Borsa: l'Europa migliora, future contrastati, Milano invariata
Sale l'inflazione inglese, senza sorprese nell'Ue, attesi i verbali Fed
Tentano il rimbalzo le principali borse europee, che a metà seduta ondeggiano intorno alla parità. Milano è invariata, Parigi sale dello 0,45%, Londra cede lo 0,05%, Francoforte lo 0,1% e Madrid guadagna lo 0,05%. Contrastati i future Usa, in rialzo sul Dow Jones e negativi sul Nasdaq. In crescita al 2,9% l'inflazione del Regno Unito, livello su cui si è confermata invece quella dell'Eurozona. Attesi in serata i verbali dell'ultimo comitato federale della Fed, che consentiranno di cogliere l'orientamento della Banca Centrale Usa in tema di tassi, a poco più di una settimana dal summit di Jackson Hole, previsto tra il 27 e il 29 agosto. Scende a 80,7 punti il differenziale tra Btp e Bund decennali tedeschi, con il rendimento annuo italiano in calo di 0,3 punti al 4,07% e quello tedesco in rialzo di 0,6 punti al 3,26% e quello francese di 0,3 punti al 4,11%. Contrastati il greggio (Wti +0,97% a 85,76 dollari al barile) e il gas (-0,52% a 63,32 euro al MWh). Gira al rialzo l'oro (+0,13% a 4.372,93 dollari l'oncia) mentre si indebolisce il dollaro, scambiato a oltre 1,16 sull'euro e poco sotto 1,36 sulla sterlina.
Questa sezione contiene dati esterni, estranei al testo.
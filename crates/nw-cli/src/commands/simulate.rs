//! `nw simulate`: run a fully automated local game.
//!
//! Human seats are driven by a scripted stand-in policy (random but
//! legal choices), automated seats by the engine's own bot controller.
//! The same seed replays the same game, transcript and all.

use colored::Colorize;
use rand::SeedableRng;
use rand::rngs::StdRng;
use rand::Rng;

use nw_core::role::{MAX_PLAYERS, MIN_PLAYERS};
use nw_core::{GameConfig, NightAbility, PlayerId};
use nw_engine::gateway::DeliveryError;
use nw_engine::{
    Announcement, ChatId, Game, Gateway, NightAction, Phase, PhaseTimer, SessionRegistry, TimerId,
};

const HUMAN_NAMES: [&str; 8] = [
    "Ivan", "Olena", "Taras", "Sofia", "Dmytro", "Kateryna", "Yurii", "Lesia",
];

/// Upper bound on phase steps before the simulation gives up.
const MAX_STEPS: usize = 1000;

/// A gateway that prints announcements to the terminal and hands out
/// timer ids for the driver loop to fire.
struct TerminalGateway {
    next_timer: u64,
    last: Option<TimerId>,
}

impl TerminalGateway {
    fn new() -> Self {
        Self {
            next_timer: 0,
            last: None,
        }
    }

    fn last_timer(&self) -> Option<TimerId> {
        self.last
    }
}

impl Gateway for TerminalGateway {
    fn deliver_private(
        &mut self,
        player: PlayerId,
        announcement: &Announcement,
    ) -> Result<(), DeliveryError> {
        println!("{}", format!("  [dm {player}] {announcement}").dimmed());
        Ok(())
    }

    fn broadcast(&mut self, _chat: ChatId, announcement: &Announcement) {
        match announcement {
            Announcement::NightBegins { .. } | Announcement::GameOver(_) => {
                println!("{}", announcement.to_string().bold());
            }
            _ => println!("{announcement}"),
        }
    }

    fn schedule(&mut self, _chat: ChatId, _timer: PhaseTimer, _seconds: u64) -> TimerId {
        self.next_timer += 1;
        let id = TimerId(self.next_timer);
        self.last = Some(id);
        id
    }

    fn cancel(&mut self, _timer: TimerId) {}

    fn is_administrator(&mut self, _chat: ChatId, _user: PlayerId) -> bool {
        true
    }
}

/// Run a seeded game to its verdict.
pub fn run(seed: u64, humans: usize, bots: usize) -> Result<(), String> {
    if humans == 0 {
        return Err("at least one human seat is required".into());
    }
    let total = humans + bots;
    if !(MIN_PLAYERS..=MAX_PLAYERS).contains(&total) {
        return Err(format!(
            "need between {MIN_PLAYERS} and {MAX_PLAYERS} participants, got {total}"
        ));
    }

    let registry = SessionRegistry::new();
    let chat = ChatId(1);
    let config = GameConfig::default().with_seed(seed);
    let handle = registry
        .create(chat, PlayerId(1), config)
        .map_err(|e| e.to_string())?;
    let mut game = handle.lock().map_err(|_| "session lock poisoned".to_string())?;
    let mut gateway = TerminalGateway::new();

    for i in 0..humans {
        let name = HUMAN_NAMES[i % HUMAN_NAMES.len()];
        game.join(PlayerId(i as i64 + 1), name)
            .map_err(|e| e.to_string())?;
    }
    let bot_names = game.add_automated(bots).map_err(|e| e.to_string())?;
    if !bot_names.is_empty() {
        println!("Bots joined: {}", bot_names.join(", "));
    }

    println!("Starting a {total}-player game (seed {seed})...");
    game.begin(PlayerId(1), &mut gateway)
        .map_err(|e| e.to_string())?;

    let mut rng = StdRng::seed_from_u64(seed ^ 0x5eed);
    for _ in 0..MAX_STEPS {
        if game.is_over() {
            break;
        }
        match game.session().phase {
            Phase::Night => drive_night(&mut game, &mut gateway, &mut rng),
            Phase::Discussion => fire_timer(&mut game, &mut gateway),
            Phase::Nomination => drive_nominations(&mut game, &mut gateway, &mut rng),
            Phase::FinalVote => drive_ballots(&mut game, &mut gateway, &mut rng),
            _ => break,
        }
    }

    if game.is_over() {
        Ok(())
    } else {
        Err(format!("no verdict after {MAX_STEPS} steps"))
    }
}

fn fire_timer(game: &mut Game, gateway: &mut TerminalGateway) {
    if let Some(timer) = gateway.last_timer() {
        game.timer_fired(timer, gateway);
    }
}

fn living_humans(game: &Game) -> Vec<PlayerId> {
    game.session()
        .living()
        .filter(|p| !p.is_automated())
        .map(|p| p.id)
        .collect()
}

fn pick(rng: &mut StdRng, candidates: &[PlayerId]) -> Option<PlayerId> {
    if candidates.is_empty() {
        None
    } else {
        Some(candidates[rng.random_range(0..candidates.len())])
    }
}

fn drive_night(game: &mut Game, gateway: &mut TerminalGateway, rng: &mut StdRng) {
    // Items first: a throw never completes the night, so nothing is
    // lost if the last action resolves it.
    let throwers: Vec<PlayerId> = game
        .session()
        .living()
        .filter(|p| !p.is_automated() && p.item.is_some())
        .map(|p| p.id)
        .collect();
    for thrower in throwers {
        if !rng.random_bool(0.5) {
            continue;
        }
        let targets: Vec<PlayerId> = game
            .session()
            .living()
            .filter(|p| p.id != thrower)
            .map(|p| p.id)
            .collect();
        if let Some(target) = pick(rng, &targets) {
            let _ = game.submit_throw(thrower, Some(target), gateway);
        }
    }

    let actors: Vec<PlayerId> = living_humans(game);
    for actor in actors {
        if game.session().phase != Phase::Night
            || game.session().night_actions.contains_key(&actor)
        {
            continue;
        }
        let Some(role) = game.session().player(actor).and_then(|p| p.role) else {
            continue;
        };
        let action = match role.ability() {
            Some(NightAbility::Kill) => {
                let targets: Vec<PlayerId> = game
                    .session()
                    .living()
                    .filter(|p| !p.is_mafia())
                    .map(|p| p.id)
                    .collect();
                pick(rng, &targets).map(NightAction::Kill)
            }
            Some(NightAbility::Heal) => {
                let barred_self = game.session().last_healed == Some(actor);
                let targets: Vec<PlayerId> = game
                    .session()
                    .living()
                    .filter(|p| p.id != actor || !barred_self)
                    .map(|p| p.id)
                    .collect();
                pick(rng, &targets).map(NightAction::Heal)
            }
            Some(NightAbility::Investigate) => {
                let targets: Vec<PlayerId> = game
                    .session()
                    .living()
                    .filter(|p| p.id != actor)
                    .map(|p| p.id)
                    .collect();
                let shoot = !game.session().gun_fired && rng.random_bool(0.25);
                pick(rng, &targets).map(|t| {
                    if shoot {
                        NightAction::Shoot(t)
                    } else {
                        NightAction::Investigate(t)
                    }
                })
            }
            None => None,
        };
        if let Some(action) = action {
            if let Err(err) = game.submit_night_action(actor, action, gateway) {
                log::debug!("stand-in action rejected: {err}");
            }
        }
    }
    if game.session().phase == Phase::Night {
        fire_timer(game, gateway);
    }
}

fn drive_nominations(game: &mut Game, gateway: &mut TerminalGateway, rng: &mut StdRng) {
    for voter in living_humans(game) {
        if game.session().phase != Phase::Nomination {
            break;
        }
        if game.session().nominations.contains_key(&voter) {
            continue;
        }
        let choice = if rng.random_bool(0.7) {
            let targets: Vec<PlayerId> = game
                .session()
                .living()
                .filter(|p| p.id != voter)
                .map(|p| p.id)
                .collect();
            pick(rng, &targets)
        } else {
            None
        };
        let _ = game.submit_nomination(voter, choice, gateway);
    }
    if game.session().phase == Phase::Nomination {
        fire_timer(game, gateway);
    }
}

fn drive_ballots(game: &mut Game, gateway: &mut TerminalGateway, rng: &mut StdRng) {
    for voter in living_humans(game) {
        if game.session().phase != Phase::FinalVote {
            break;
        }
        if game.session().ballots.contains_key(&voter) {
            continue;
        }
        let approve = rng.random_bool(0.5);
        let _ = game.submit_final_vote(voter, approve, gateway);
    }
    if game.session().phase == Phase::FinalVote {
        fire_timer(game, gateway);
    }
}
In rialzo i petroliferi TotalEnergies (+1,35%), Bp (+0,77%), Eni (+0,5%) e Shell (+0,38%). Contrastati i produttori di semiconduttori Stm (-0,5%), Infineon (-1,15%), Nordic (+0,25%) e Asml Holding (+0,53%). Corrono gli automobilistici Stellantis (+2,88%) e Renault (+1,5%), frena invece Ferrari (-0,42%). In ordine sparso i bancari Mps (-0,43%), Unicredit (-0,25%), Bper (-0,03%), Intesa (+0,01%), Banco Bpm (+0,8%), Commerzbank (-0,33%), Credit Agricole (-1,1%) e SocGen (-1,26%).